Feb 01, 2013 17:03
I realize that I do not write in here often enough. Going only a month without writing is actually a record for me.
To say that things aren't stressful for me would be an overstatement.
Long story short:
Still no job
Enrolled at NOVA again
A lot of stress on my parents behalf (nothing to do with me)
.......I am only exposed to it because of the fact that I still live with them
Personal life is pretty depressing
I have not had a job now for about six months. I applied for a job in the county government. Still waiting to see what will happen there. My resume is still under review. Hopefully, I will hear something soon.
One of the reasons I am back at NOVA is to get training in another field since my job search in the paralegal realm is not going so well. Starting on Monday, I will be starting an online course, Survey of Criminal Justice. If all goes well, I will try to get a National Security Career Certificate, which NOVA offers.

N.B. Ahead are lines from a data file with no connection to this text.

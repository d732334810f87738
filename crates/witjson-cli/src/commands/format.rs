// Dweve WitJSON - Typed JSON Marshaling Framework
//
// Copyright (c) 2025 Dweve IP B.V. and individual contributors.
//
// SPDX-License-Identifier: Apache-2.0
//
// Licensed under the Apache License, Version 2.0 (the "License");
// you may not use this file except in compliance with the License.
// You may obtain a copy of the License in the LICENSE file at the
// root of this repository or at: http://www.apache.org/licenses/LICENSE-2.0
//
// Unless required by applicable law or agreed to in writing, software
// distributed under the License is distributed on an "AS IS" BASIS,
// WITHOUT WARRANTIES OR CONDITIONS OF ANY KIND, either express or implied.
// See the License for the specific language governing permissions and
// limitations under the License.

//! Format command - JSON re-indentation

use super::{read_file, write_output};
use crate::error::CliError;
use witjson::json::{to_json, ToJsonConfig};
use witjson::parse;

/// Format a JSON file.
///
/// Object keys come out sorted. Output is pretty-printed with two-space
/// indentation unless `compact` is set.
///
/// # Errors
///
/// Returns `Err` if the file cannot be read or parsed, holds a value JSON
/// cannot carry, or (in check mode) is not already formatted.
///
/// # Examples
///
/// ```no_run
/// use witjson_cli::commands::format;
///
/// # fn main() -> Result<(), witjson_cli::error::CliError> {
/// format("payload.json", Some("pretty.json"), false, false)?;
/// format("payload.json", None, true, false)?;
/// # Ok(())
/// # }
/// ```
pub fn format(
    file: &str,
    output: Option<&str>,
    compact: bool,
    check: bool,
) -> Result<(), CliError> {
    let content = read_file(file)?;
    let formatted = format_text(&content, compact)?;

    if check {
        let normalized_original = content.replace("\r\n", "\n");
        if formatted.trim() != normalized_original.trim() {
            return Err(CliError::NotFormatted);
        }
        println!("File is formatted");
        Ok(())
    } else {
        write_output(&formatted, output)
    }
}

/// Format JSON text without touching the filesystem.
pub fn format_text(content: &str, compact: bool) -> Result<String, CliError> {
    let value = parse(content)?;
    let config = ToJsonConfig { pretty: !compact };
    Ok(to_json(&value, &config)?)
}
// Dweve WitJSON - Typed JSON Marshaling Framework
//
// Copyright (c) 2025 Dweve IP B.V. and individual contributors.
//
// SPDX-License-Identifier: Apache-2.0
//
// Licensed under the Apache License, Version 2.0 (the "License");
// you may not use this file except in compliance with the License.
// You may obtain a copy of the License in the LICENSE file at the
// root of this repository or at: http://www.apache.org/licenses/LICENSE-2.0
//
// Unless required by applicable law or agreed to in writing, software
// distributed under the License is distributed on an "AS IS" BASIS,
// WITHOUT WARRANTIES OR CONDITIONS OF ANY KIND, either express or implied.
// See the License for the specific language governing permissions and
// limitations under the License.

//! CLI command definitions and argument parsing.

use crate::commands::{self, RecordKind};
use crate::error::CliError;
use clap::Subcommand;

/// Top-level CLI commands.
///
/// # Examples
///
/// ```no_run
/// use clap::Parser;
/// use witjson_cli::cli::Commands;
///
/// #[derive(Parser)]
/// struct Cli {
///     #[command(subcommand)]
///     command: Commands,
/// }
/// ```
#[derive(Subcommand)]
pub enum Commands {
    /// Validate a JSON file
    ///
    /// Checks that the file is well-formed JSON within the configured limits.
    /// With `--as`, also checks that it decodes as the given record and
    /// reports the path of the first failing key.
    Validate {
        /// Input file path
        #[arg(value_name = "FILE")]
        file: String,

        /// Record to decode the file as
        #[arg(long = "as", value_enum, value_name = "RECORD")]
        record: Option<RecordKind>,
    },

    /// Format a JSON file
    ///
    /// Parses the file into a value tree and writes it back with sorted keys,
    /// pretty-printed unless `--compact` is given.
    Format {
        /// Input file path
        #[arg(value_name = "FILE")]
        file: String,

        /// Output file path (defaults to stdout)
        #[arg(short, long)]
        output: Option<String>,

        /// Write compact output
        #[arg(long)]
        compact: bool,

        /// Check only (exit 1 if the file is not already formatted)
        #[arg(short, long)]
        check: bool,
    },

    /// Print the value tree
    ///
    /// Shows every node with its kind; scalars also show their value.
    Inspect {
        /// Input file path
        #[arg(value_name = "FILE")]
        file: String,

        /// Maximum depth to print
        #[arg(short, long)]
        depth: Option<usize>,
    },
}

impl Commands {
    /// Execute the command.
    ///
    /// # Errors
    ///
    /// Returns `Err` if file I/O fails, the file is not JSON, or it does not
    /// decode as the requested record.
    pub fn execute(self) -> Result<(), CliError> {
        match self {
            Commands::Validate { file, record } => commands::validate(&file, record),
            Commands::Format {
                file,
                output,
                compact,
                check,
            } => commands::format(&file, output.as_deref(), compact, check),
            Commands::Inspect { file, depth } => commands::inspect(&file, depth),
        }
    }
}
//! Wire protocol shared by the server and its clients
//!
//! Every WebSocket text frame carries one JSON envelope of the form
//! `{"event": <name>, "data": <payload>}`.

use std::sync::Arc;
use serde::{Deserialize, Serialize};

use crate::{
    error::SyncError,
    state::{Snapshot, TimerPatch},
};

/// Messages pushed from the server to clients
#[derive(Debug, Clone, PartialEq, Serialize, Deserialize)]
#[serde(tag = "event", content = "data", rename_all = "camelCase")]
pub enum ServerMessage {
    /// Full state of every timer, sent on connect and after every mutation
    StateUpdate(Arc<Snapshot>),
}

/// Messages sent from clients to the server
#[derive(Debug, Clone, PartialEq, Serialize, Deserialize)]
#[serde(tag = "event", content = "data", rename_all = "camelCase")]
pub enum ClientMessage {
    UpdateTimer(TimerCommand),
}

/// Partial update for one timer
#[derive(Debug, Clone, PartialEq, Serialize, Deserialize)]
#[serde(rename_all = "camelCase")]
pub struct TimerCommand {
    pub timer_id: String,
    #[serde(default)]
    pub timer_data: TimerPatch,
}

impl TimerCommand {
    pub fn new(timer_id: impl Into<String>, timer_data: TimerPatch) -> Self {
        Self {
            timer_id: timer_id.into(),
            timer_data,
        }
    }
}

impl ServerMessage {
    pub fn encode(&self) -> Result<String, SyncError> {
        Ok(serde_json::to_string(self)?)
    }

    pub fn decode(text: &str) -> Result<Self, SyncError> {
        Ok(serde_json::from_str(text)?)
    }
}

impl ClientMessage {
    pub fn encode(&self) -> Result<String, SyncError> {
        Ok(serde_json::to_string(self)?)
    }

    pub fn decode(text: &str) -> Result<Self, SyncError> {
        Ok(serde_json::from_str(text)?)
    }
}

impl From<TimerCommand> for ClientMessage {
    fn from(command: TimerCommand) -> Self {
        Self::UpdateTimer(command)
    }
}
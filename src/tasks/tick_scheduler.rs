//! Tick scheduler background task

use std::{sync::Arc, time::Duration};
use tokio::time::{interval, MissedTickBehavior};
use tracing::{info, trace};

use crate::state::AppState;

/// Period between two ticks of the shared countdown clock
pub const TICK_PERIOD: Duration = Duration::from_secs(1);

/// Background task that advances every running timer once per second.
///
/// A single interval drives all timers. Ticks that change nothing produce no
/// broadcast.
pub async fn tick_scheduler_task(state: Arc<AppState>) {
    info!("Starting tick scheduler task");

    let mut ticker = interval(TICK_PERIOD);
    ticker.set_missed_tick_behavior(MissedTickBehavior::Delay);
    // the first tick completes immediately
    ticker.tick().await;

    loop {
        ticker.tick().await;

        if state.tick() {
            trace!("Tick changed timer state, snapshot broadcast");
        }
    }
}
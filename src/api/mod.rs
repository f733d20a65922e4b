//! HTTP API module
//!
//! This module contains the WebSocket sync hub, the health endpoint and the
//! optional static asset fallback.

pub mod handlers;
pub mod responses;

use std::{path::Path, sync::Arc};
use axum::{routing::get, Router};
use tower_http::{
    cors::CorsLayer,
    services::{ServeDir, ServeFile},
    trace::TraceLayer,
};

use crate::state::AppState;
use handlers::*;

/// Create the HTTP router with all endpoints.
///
/// When `static_dir` is given, unknown routes are served from it and fall back
/// to its `index.html`.
pub fn create_router(state: Arc<AppState>, static_dir: Option<&Path>) -> Router {
    let router = Router::new()
        .route("/ws", get(ws_handler))
        .route("/health", get(health_handler));

    let router = match static_dir {
        Some(dir) => router.fallback_service(
            ServeDir::new(dir).fallback(ServeFile::new(dir.join("index.html"))),
        ),
        None => router,
    };

    router
        .layer(CorsLayer::permissive())
        .layer(TraceLayer::new_for_http())
        .with_state(state)
}
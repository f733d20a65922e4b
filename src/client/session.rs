//! Reconnecting WebSocket session driving a [`Reconciler`]

use std::{future, time::Duration};
use futures::{SinkExt, StreamExt};
use tokio::{
    net::TcpStream,
    sync::mpsc,
    time::{sleep, sleep_until, Instant},
};
use tokio_tungstenite::{connect_async, tungstenite::Message, MaybeTlsStream, WebSocketStream};
use tracing::{debug, info, warn};

use super::{
    actions::{Outcome, UserAction},
    reconciler::Reconciler,
};
use crate::protocol::{ClientMessage, ServerMessage, TimerCommand};

const INITIAL_BACKOFF: Duration = Duration::from_secs(1);
const MAX_BACKOFF: Duration = Duration::from_secs(30);

type WsStream = WebSocketStream<MaybeTlsStream<TcpStream>>;

/// Why a connection phase ended
enum Exit {
    Quit,
    Disconnected,
}

/// One client's view of the server, kept across reconnects.
///
/// Flash sequences keep stepping while disconnected; commands issued while
/// offline are applied locally only and get overwritten by the snapshot that
/// follows the next successful connect. Once the action channel closes the
/// session keeps mirroring as a read-only viewer.
pub struct Session<F> {
    reconciler: Reconciler,
    actions: mpsc::Receiver<UserAction>,
    input_open: bool,
    render: F,
}

impl<F> Session<F>
where
    F: FnMut(&Reconciler),
{
    pub fn new(reconciler: Reconciler, actions: mpsc::Receiver<UserAction>, render: F) -> Self {
        Self {
            reconciler,
            actions,
            input_open: true,
            render,
        }
    }

    /// Connect to `origin` and keep the mirror in sync until the user quits
    pub async fn run(mut self, origin: &str) -> Reconciler {
        let mut backoff = INITIAL_BACKOFF;

        loop {
            match connect_async(origin).await {
                Ok((mut ws, _)) => {
                    info!("Connected to {}", origin);
                    backoff = INITIAL_BACKOFF;
                    if let Exit::Quit = self.drive(&mut ws).await {
                        let _ = ws.close(None).await;
                        return self.reconciler;
                    }
                    warn!("Connection to {} lost", origin);
                }
                Err(e) => warn!("Failed to connect to {}: {}", origin, e),
            }

            debug!("Reconnecting in {:?}", backoff);
            if let Exit::Quit = self.wait(backoff).await {
                return self.reconciler;
            }
            backoff = (backoff * 2).min(MAX_BACKOFF);
        }
    }

    async fn drive(&mut self, ws: &mut WsStream) -> Exit {
        loop {
            tokio::select! {
                frame = ws.next() => match frame {
                    Some(Ok(Message::Text(text))) => match ServerMessage::decode(text.as_str()) {
                        Ok(ServerMessage::StateUpdate(snapshot)) => {
                            self.reconciler.apply_snapshot(&snapshot);
                            (self.render)(&self.reconciler);
                        }
                        Err(e) => warn!("Ignoring server message: {}", e),
                    },
                    Some(Ok(Message::Close(_))) | None => return Exit::Disconnected,
                    Some(Ok(_)) => {}
                    Some(Err(e)) => {
                        warn!("WebSocket error: {}", e);
                        return Exit::Disconnected;
                    }
                },

                _ = flash_due(self.reconciler.next_flash()) => self.step_flash(),

                action = self.actions.recv(), if self.input_open => match self.handle_action(action) {
                    Err(exit) => return exit,
                    Ok(Some(command)) => {
                        if let Err(e) = send_command(ws, command).await {
                            warn!("Failed to send command: {}", e);
                            return Exit::Disconnected;
                        }
                    }
                    Ok(None) => {}
                },
            }
        }
    }

    /// Sit out a reconnect delay while still serving flashes and local actions
    async fn wait(&mut self, delay: Duration) -> Exit {
        let deadline = sleep(delay);
        tokio::pin!(deadline);

        loop {
            tokio::select! {
                _ = &mut deadline => return Exit::Disconnected,
                _ = flash_due(self.reconciler.next_flash()) => self.step_flash(),
                action = self.actions.recv(), if self.input_open => match self.handle_action(action) {
                    Err(exit) => return exit,
                    Ok(Some(command)) => {
                        debug!(timer_id = %command.timer_id, "Offline, command not sent");
                    }
                    Ok(None) => {}
                },
            }
        }
    }

    fn step_flash(&mut self) {
        if self.reconciler.advance_flash(Instant::now()) {
            (self.render)(&self.reconciler);
        }
    }

    /// Apply one user action locally, returning the command to send if any
    fn handle_action(&mut self, action: Option<UserAction>) -> Result<Option<TimerCommand>, Exit> {
        let action = match action {
            Some(UserAction::Quit) => return Err(Exit::Quit),
            Some(action) => action,
            None => {
                info!("Input closed, watching only");
                self.input_open = false;
                return Ok(None);
            }
        };

        match action.apply(&mut self.reconciler) {
            Outcome::Send(command) => {
                (self.render)(&self.reconciler);
                Ok(Some(command))
            }
            Outcome::Local => {
                (self.render)(&self.reconciler);
                Ok(None)
            }
            Outcome::Ignored => {
                debug!("Action had no effect");
                Ok(None)
            }
        }
    }
}

/// Resolves when the next flash toggle is due, or never if nothing is flashing
async fn flash_due(at: Option<Instant>) {
    match at {
        Some(at) => sleep_until(at).await,
        None => future::pending().await,
    }
}

async fn send_command(ws: &mut WsStream, command: TimerCommand) -> anyhow::Result<()> {
    let text = ClientMessage::from(command).encode()?;
    ws.send(Message::text(text)).await?;
    Ok(())
}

This afternoon, I received a phone call from a recruiting agency in Tysons Corner, one I have never worked with before. They had a potential job for me out in Sterling. I believe the position was Legal Compliance Analyst. It would have been 9-5 for the first month and then it would have changed every so often to a scattered schedule which might require me working weekends and evenings, not always from 9-5.
Here's where the conflict arises:
For the time being, I had to turn down the position. The reason is because I don't know what is going to be expected of me in my online course. I can't commit to something without knowing all the details ahead of time. Fluctuating hours might throw off my sleep regiment which is not good for someone with epilepsy. Of course, I know what is coming if I mention this to my mom. I will probably be scolded somehow for not taking the offer. Again, I can't commit to something right now until I know more about this course of mine.
My personal life can wait for another entry because I really don't want to get into it right now.